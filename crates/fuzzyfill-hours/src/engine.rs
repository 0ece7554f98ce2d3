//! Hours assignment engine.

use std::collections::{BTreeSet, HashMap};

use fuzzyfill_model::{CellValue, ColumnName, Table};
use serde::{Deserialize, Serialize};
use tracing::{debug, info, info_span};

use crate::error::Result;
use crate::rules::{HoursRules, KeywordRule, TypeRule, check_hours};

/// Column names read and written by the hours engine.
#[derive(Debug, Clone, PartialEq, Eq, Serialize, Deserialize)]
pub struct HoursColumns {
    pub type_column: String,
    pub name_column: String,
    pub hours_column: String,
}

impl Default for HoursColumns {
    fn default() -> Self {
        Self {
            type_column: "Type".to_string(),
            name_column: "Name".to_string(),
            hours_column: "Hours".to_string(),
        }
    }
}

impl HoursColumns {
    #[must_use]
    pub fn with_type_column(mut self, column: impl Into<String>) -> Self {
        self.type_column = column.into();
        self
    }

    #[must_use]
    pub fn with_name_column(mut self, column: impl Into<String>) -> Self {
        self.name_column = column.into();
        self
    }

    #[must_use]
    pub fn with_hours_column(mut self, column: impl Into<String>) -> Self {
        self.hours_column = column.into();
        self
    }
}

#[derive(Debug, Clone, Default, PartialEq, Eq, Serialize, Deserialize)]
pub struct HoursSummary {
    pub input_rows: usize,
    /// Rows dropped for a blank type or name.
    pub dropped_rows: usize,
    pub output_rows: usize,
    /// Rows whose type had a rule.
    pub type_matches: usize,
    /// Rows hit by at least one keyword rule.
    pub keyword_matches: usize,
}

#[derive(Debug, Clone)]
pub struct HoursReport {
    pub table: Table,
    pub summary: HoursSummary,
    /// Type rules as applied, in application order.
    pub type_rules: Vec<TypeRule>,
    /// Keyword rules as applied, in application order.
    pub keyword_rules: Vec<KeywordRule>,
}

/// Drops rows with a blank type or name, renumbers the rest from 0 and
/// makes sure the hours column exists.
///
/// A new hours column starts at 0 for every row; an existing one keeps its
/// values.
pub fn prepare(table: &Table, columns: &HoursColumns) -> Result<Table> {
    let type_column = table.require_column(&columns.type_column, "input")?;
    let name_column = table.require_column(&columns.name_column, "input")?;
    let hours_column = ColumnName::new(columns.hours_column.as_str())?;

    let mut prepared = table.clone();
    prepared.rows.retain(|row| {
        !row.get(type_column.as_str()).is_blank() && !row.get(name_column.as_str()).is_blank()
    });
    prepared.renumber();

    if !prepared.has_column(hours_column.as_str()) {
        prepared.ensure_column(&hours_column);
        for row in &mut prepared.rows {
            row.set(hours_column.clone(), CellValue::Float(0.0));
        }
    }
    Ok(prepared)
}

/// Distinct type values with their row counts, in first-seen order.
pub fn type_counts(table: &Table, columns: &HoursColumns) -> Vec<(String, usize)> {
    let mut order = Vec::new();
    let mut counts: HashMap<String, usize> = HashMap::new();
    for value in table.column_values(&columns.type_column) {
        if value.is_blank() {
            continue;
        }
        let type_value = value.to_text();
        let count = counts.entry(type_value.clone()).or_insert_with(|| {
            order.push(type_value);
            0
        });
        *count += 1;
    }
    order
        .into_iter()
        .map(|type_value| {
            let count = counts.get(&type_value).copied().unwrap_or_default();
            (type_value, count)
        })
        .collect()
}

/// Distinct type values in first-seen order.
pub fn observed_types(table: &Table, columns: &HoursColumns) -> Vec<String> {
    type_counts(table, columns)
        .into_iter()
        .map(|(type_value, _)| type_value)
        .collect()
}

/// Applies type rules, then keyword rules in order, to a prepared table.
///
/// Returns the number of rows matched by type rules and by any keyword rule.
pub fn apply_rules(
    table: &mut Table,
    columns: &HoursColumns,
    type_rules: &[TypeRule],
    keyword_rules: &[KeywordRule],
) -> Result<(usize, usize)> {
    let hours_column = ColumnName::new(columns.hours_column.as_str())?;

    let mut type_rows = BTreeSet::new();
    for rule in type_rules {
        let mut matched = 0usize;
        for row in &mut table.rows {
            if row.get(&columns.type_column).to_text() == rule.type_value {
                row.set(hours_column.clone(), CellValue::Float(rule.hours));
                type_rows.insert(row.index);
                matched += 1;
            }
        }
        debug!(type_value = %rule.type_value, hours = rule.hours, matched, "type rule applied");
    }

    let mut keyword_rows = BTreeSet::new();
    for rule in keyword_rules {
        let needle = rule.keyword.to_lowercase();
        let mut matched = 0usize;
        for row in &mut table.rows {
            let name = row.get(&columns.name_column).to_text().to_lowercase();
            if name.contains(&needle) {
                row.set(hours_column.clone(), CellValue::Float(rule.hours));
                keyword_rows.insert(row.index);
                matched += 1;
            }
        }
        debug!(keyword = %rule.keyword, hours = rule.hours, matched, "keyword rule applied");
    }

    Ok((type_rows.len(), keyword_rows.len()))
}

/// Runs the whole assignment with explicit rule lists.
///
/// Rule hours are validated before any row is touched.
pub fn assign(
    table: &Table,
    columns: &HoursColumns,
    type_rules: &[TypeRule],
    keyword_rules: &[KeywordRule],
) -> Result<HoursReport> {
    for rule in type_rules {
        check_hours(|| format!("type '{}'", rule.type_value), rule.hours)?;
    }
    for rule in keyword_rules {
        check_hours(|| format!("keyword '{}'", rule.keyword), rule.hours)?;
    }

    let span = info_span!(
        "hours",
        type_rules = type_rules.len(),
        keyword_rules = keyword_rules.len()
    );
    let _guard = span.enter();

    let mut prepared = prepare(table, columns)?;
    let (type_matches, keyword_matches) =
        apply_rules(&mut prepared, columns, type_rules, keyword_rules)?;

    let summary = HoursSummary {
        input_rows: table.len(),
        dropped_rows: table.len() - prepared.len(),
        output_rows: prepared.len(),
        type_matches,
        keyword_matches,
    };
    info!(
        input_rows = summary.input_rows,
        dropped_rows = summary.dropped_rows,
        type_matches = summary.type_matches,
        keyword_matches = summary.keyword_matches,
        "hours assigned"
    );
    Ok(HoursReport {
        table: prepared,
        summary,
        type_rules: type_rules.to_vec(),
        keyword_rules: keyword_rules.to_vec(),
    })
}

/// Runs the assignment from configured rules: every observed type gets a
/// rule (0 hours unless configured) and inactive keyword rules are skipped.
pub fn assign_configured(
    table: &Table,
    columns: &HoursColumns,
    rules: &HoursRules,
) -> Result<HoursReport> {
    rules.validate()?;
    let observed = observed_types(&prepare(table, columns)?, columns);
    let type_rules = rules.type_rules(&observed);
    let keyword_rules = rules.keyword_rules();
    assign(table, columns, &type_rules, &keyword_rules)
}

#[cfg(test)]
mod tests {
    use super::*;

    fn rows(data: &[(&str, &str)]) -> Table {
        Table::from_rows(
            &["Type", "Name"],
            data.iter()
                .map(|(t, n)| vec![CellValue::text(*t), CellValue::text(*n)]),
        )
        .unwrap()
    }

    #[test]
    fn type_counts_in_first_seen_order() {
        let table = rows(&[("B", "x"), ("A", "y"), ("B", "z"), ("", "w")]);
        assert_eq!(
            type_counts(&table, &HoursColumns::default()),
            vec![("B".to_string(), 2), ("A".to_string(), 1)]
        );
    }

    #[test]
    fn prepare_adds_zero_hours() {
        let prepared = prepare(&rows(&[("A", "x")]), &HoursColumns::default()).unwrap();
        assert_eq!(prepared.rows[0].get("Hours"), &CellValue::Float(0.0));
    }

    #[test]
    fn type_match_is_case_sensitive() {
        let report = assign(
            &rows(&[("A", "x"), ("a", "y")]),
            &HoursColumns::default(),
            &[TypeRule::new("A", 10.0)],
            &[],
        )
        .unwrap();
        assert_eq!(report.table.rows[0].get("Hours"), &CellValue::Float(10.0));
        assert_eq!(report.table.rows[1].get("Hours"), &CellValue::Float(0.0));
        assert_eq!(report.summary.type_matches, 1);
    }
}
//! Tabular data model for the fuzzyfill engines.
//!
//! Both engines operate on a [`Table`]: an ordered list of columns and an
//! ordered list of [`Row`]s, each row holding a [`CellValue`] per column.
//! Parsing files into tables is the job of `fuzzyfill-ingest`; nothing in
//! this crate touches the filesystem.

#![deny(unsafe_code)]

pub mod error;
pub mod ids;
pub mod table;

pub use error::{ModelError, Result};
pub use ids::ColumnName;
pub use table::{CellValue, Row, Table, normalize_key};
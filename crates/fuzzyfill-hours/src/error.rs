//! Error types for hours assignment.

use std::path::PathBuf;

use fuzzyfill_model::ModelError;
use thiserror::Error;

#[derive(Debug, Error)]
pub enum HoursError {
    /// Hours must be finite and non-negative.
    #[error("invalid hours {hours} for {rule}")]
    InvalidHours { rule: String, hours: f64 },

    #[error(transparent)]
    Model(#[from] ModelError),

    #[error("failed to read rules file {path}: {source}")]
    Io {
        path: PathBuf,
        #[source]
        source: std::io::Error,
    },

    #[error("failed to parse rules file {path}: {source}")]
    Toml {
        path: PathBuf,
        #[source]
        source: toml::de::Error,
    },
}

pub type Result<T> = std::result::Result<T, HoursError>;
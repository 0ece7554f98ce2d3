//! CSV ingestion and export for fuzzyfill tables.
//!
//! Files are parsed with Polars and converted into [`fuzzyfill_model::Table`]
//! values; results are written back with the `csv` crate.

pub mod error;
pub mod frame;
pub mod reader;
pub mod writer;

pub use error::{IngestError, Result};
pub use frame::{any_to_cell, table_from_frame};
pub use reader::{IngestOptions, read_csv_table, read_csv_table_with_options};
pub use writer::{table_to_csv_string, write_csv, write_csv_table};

---

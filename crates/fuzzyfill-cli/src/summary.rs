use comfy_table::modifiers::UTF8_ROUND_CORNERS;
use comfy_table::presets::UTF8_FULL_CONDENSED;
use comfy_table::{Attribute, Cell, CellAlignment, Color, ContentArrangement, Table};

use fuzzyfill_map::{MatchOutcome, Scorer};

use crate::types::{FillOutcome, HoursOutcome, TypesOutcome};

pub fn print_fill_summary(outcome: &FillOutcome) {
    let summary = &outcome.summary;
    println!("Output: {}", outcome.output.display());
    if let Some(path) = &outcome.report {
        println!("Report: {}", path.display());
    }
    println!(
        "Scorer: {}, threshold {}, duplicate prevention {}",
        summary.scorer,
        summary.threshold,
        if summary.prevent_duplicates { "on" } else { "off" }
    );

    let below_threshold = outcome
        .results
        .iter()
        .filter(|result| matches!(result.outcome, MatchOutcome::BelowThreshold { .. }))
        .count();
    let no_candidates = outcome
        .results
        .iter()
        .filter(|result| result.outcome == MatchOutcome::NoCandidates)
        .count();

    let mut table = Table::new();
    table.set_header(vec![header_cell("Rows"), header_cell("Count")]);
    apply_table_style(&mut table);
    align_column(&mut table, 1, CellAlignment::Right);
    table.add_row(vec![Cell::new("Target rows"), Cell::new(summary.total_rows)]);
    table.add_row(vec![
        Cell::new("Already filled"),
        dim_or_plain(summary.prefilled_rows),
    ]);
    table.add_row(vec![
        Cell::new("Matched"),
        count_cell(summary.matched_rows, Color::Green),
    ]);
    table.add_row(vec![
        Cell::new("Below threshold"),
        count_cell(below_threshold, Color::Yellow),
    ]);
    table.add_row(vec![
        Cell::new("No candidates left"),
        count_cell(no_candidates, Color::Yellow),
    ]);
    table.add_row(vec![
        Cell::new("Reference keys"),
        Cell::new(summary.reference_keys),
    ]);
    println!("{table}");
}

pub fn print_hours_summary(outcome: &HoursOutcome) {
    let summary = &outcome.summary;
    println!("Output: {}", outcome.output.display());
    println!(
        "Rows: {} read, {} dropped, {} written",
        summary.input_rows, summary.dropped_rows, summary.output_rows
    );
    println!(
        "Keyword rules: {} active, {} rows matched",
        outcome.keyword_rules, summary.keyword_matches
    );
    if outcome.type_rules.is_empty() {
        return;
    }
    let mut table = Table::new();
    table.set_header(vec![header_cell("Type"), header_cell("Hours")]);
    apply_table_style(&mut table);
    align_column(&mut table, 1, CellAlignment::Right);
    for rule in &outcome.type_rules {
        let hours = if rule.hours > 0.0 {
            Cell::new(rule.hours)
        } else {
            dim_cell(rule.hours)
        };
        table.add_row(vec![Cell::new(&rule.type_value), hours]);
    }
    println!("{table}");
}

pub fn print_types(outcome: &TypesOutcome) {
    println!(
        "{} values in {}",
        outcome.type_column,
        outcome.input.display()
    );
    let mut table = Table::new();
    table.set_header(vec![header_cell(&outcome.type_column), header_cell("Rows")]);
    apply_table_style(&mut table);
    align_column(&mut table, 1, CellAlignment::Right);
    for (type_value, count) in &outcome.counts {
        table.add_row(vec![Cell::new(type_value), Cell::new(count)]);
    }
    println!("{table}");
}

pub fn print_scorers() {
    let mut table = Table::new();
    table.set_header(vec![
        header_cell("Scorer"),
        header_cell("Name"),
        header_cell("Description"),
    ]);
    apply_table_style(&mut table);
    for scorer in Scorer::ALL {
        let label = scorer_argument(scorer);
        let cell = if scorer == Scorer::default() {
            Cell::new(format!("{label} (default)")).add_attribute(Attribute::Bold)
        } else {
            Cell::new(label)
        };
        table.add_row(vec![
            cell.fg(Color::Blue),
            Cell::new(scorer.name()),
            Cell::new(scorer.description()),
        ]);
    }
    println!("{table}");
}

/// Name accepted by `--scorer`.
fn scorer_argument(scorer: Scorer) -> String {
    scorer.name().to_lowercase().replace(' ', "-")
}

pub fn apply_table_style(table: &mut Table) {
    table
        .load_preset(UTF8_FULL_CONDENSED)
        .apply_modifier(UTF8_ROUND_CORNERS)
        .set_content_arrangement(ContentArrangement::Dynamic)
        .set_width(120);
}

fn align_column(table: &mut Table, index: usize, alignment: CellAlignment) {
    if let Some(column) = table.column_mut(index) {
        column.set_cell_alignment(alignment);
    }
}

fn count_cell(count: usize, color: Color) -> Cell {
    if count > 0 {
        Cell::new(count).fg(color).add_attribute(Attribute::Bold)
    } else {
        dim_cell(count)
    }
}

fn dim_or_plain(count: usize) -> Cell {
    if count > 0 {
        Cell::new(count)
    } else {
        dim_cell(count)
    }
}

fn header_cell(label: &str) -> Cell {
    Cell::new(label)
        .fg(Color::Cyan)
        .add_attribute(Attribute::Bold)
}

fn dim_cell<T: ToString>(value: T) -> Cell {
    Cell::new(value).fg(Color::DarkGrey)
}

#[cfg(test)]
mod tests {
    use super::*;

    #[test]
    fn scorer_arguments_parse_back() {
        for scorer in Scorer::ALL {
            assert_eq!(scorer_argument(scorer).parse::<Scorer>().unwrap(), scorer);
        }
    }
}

** Problem requirements **
Search the entries for the word "index", then list each line that holds it.

** Answer to the problem **
                type_rows.insert(row.index);
                keyword_rows.insert(row.index);
fn align_column(table: &mut Table, index: usize, alignment: CellAlignment) {
    if let Some(column) = table.column_mut(index) {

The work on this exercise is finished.